▶ [What is required]: Every line below that holds the string "starting" should be copied.

▶ [Given records]:
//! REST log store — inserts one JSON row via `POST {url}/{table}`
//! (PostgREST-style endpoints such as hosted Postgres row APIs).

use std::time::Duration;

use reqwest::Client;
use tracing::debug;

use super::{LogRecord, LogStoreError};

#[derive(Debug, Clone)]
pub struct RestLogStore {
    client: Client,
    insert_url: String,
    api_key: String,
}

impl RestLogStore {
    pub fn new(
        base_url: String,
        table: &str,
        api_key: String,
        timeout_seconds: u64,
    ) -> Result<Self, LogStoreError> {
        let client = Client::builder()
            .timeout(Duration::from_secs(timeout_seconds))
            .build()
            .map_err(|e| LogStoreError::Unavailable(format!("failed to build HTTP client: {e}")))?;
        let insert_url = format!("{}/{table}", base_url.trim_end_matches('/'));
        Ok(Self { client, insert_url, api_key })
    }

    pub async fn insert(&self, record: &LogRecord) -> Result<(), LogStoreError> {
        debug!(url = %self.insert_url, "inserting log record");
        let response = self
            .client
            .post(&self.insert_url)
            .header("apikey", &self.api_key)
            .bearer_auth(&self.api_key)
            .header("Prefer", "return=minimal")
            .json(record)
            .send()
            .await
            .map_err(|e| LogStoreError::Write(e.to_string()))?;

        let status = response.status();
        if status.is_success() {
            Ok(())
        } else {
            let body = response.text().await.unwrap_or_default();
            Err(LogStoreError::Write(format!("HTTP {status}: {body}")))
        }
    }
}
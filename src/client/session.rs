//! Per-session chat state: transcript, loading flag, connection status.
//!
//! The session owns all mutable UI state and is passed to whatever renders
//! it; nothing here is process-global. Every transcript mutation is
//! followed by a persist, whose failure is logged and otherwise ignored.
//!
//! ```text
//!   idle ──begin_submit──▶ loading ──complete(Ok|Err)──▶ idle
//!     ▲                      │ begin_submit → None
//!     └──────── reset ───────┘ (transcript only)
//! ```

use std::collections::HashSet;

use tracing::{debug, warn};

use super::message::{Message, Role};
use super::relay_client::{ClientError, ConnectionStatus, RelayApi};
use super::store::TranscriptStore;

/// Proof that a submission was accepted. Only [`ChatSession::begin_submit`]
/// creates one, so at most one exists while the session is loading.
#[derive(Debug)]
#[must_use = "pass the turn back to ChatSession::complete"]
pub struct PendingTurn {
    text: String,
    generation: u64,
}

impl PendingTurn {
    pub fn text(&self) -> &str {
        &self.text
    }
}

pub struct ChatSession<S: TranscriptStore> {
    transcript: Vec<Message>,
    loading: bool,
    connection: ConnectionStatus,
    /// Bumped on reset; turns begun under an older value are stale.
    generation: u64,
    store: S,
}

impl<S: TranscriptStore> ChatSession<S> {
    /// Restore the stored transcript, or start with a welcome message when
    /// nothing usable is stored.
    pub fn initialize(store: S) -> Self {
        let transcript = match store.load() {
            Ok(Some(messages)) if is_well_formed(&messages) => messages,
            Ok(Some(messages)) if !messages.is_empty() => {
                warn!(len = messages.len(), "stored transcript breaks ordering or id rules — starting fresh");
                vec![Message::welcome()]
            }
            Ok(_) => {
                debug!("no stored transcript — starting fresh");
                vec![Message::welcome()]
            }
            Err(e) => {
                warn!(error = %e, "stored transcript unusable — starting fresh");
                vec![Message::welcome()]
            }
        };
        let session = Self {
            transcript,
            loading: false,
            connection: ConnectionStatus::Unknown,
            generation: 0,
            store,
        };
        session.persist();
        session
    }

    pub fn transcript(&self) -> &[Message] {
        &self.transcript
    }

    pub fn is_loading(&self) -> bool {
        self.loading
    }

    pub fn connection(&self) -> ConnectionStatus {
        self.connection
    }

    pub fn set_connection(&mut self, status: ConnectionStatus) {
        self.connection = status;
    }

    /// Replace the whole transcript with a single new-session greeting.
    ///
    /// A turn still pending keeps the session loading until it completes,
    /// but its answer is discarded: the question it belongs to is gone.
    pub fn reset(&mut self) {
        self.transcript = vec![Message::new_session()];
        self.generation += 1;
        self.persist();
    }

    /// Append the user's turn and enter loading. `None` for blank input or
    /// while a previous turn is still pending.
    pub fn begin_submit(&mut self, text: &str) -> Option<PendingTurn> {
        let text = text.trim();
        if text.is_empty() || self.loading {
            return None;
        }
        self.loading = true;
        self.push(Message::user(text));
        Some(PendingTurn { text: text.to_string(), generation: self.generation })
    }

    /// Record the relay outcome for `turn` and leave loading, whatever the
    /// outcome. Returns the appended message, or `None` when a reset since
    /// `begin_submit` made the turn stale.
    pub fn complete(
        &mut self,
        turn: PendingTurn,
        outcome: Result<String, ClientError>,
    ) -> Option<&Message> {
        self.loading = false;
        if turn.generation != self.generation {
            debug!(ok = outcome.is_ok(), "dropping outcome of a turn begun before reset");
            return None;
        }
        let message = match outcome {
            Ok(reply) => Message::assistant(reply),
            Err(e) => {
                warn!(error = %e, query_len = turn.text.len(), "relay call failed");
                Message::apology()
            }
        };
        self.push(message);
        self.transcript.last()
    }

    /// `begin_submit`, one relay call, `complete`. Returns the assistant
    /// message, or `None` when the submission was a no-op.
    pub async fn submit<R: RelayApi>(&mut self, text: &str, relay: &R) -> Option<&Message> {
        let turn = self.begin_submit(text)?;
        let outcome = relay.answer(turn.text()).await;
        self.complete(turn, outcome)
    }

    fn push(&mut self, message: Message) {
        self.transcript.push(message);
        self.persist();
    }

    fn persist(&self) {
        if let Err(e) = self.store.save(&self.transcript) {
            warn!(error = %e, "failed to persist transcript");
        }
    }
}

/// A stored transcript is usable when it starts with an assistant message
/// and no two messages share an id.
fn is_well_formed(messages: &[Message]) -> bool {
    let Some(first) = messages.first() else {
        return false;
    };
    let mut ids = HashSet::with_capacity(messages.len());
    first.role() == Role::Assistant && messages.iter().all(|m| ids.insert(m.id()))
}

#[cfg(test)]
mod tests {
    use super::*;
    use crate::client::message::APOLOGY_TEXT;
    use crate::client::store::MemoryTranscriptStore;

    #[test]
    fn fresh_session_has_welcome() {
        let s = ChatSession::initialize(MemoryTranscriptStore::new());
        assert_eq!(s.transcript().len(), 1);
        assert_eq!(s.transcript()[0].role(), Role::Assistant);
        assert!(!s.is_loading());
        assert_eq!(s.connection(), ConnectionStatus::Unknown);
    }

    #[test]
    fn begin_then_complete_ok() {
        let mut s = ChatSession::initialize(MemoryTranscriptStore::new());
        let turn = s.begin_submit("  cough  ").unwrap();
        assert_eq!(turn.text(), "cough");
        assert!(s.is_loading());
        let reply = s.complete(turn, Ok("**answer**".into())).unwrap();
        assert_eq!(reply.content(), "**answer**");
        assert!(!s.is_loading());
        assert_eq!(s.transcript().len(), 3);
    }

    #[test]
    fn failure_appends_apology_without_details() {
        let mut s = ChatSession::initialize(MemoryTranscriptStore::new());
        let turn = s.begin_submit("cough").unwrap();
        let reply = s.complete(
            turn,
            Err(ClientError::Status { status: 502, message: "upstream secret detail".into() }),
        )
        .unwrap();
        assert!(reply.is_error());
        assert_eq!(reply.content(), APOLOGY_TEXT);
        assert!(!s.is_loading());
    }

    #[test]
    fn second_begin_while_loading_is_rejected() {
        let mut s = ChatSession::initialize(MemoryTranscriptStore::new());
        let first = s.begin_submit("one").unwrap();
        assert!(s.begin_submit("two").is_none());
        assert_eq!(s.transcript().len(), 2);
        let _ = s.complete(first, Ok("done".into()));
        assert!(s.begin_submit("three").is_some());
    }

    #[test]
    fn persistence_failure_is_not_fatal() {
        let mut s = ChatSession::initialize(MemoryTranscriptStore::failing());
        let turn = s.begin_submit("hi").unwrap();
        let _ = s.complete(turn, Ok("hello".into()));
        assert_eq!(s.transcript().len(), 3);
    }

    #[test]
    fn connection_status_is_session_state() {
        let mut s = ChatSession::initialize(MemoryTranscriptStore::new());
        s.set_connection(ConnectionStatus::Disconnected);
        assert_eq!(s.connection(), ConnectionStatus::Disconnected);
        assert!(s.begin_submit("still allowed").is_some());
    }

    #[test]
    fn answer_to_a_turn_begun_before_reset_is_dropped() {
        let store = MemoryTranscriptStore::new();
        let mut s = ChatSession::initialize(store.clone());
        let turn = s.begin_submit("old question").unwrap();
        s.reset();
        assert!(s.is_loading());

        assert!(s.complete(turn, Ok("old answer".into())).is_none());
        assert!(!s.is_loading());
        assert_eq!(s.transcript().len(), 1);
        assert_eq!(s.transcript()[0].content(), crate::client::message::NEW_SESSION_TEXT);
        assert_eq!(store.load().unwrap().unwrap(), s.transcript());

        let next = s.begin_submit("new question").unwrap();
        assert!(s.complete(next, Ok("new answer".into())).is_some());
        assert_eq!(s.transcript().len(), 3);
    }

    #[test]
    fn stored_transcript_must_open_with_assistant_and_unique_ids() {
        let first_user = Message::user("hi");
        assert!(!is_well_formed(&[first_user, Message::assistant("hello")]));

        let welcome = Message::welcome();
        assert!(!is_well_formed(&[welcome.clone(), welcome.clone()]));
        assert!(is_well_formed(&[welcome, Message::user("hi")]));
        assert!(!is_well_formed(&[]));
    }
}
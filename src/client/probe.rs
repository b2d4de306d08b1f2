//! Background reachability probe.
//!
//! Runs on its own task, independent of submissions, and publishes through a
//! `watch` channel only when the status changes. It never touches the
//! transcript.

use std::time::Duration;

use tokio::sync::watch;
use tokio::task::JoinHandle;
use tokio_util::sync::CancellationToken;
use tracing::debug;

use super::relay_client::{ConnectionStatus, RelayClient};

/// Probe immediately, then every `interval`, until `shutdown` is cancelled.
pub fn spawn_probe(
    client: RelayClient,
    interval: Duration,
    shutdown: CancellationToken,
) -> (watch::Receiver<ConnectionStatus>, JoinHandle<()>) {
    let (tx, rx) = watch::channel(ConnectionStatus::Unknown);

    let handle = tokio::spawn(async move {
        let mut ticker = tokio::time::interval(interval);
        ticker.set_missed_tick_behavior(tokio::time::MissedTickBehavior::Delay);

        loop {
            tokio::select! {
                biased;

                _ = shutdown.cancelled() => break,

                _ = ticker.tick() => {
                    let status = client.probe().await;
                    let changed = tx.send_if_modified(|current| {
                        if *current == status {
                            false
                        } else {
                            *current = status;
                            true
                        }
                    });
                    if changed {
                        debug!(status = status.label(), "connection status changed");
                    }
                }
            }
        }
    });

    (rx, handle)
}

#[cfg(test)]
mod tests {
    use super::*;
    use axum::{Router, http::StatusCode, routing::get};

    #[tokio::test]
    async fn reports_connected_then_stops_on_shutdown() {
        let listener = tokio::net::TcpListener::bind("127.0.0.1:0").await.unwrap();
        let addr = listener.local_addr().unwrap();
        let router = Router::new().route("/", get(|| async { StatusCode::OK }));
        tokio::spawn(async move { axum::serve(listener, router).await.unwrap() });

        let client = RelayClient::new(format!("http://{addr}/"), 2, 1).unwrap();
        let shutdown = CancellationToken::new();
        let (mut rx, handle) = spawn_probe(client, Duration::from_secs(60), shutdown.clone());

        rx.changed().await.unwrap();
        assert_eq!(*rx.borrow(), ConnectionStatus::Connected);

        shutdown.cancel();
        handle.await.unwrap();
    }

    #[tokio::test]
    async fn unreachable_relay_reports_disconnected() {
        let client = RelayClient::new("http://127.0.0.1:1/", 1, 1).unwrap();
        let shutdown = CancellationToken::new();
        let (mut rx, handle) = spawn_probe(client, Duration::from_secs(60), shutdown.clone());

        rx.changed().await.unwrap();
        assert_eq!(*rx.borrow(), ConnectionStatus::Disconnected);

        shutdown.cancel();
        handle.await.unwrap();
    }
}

▶ [Result]:
                warn!(len = messages.len(), "stored transcript breaks ordering or id rules — starting fresh");
                debug!("no stored transcript — starting fresh");
                warn!(error = %e, "stored transcript unusable — starting fresh");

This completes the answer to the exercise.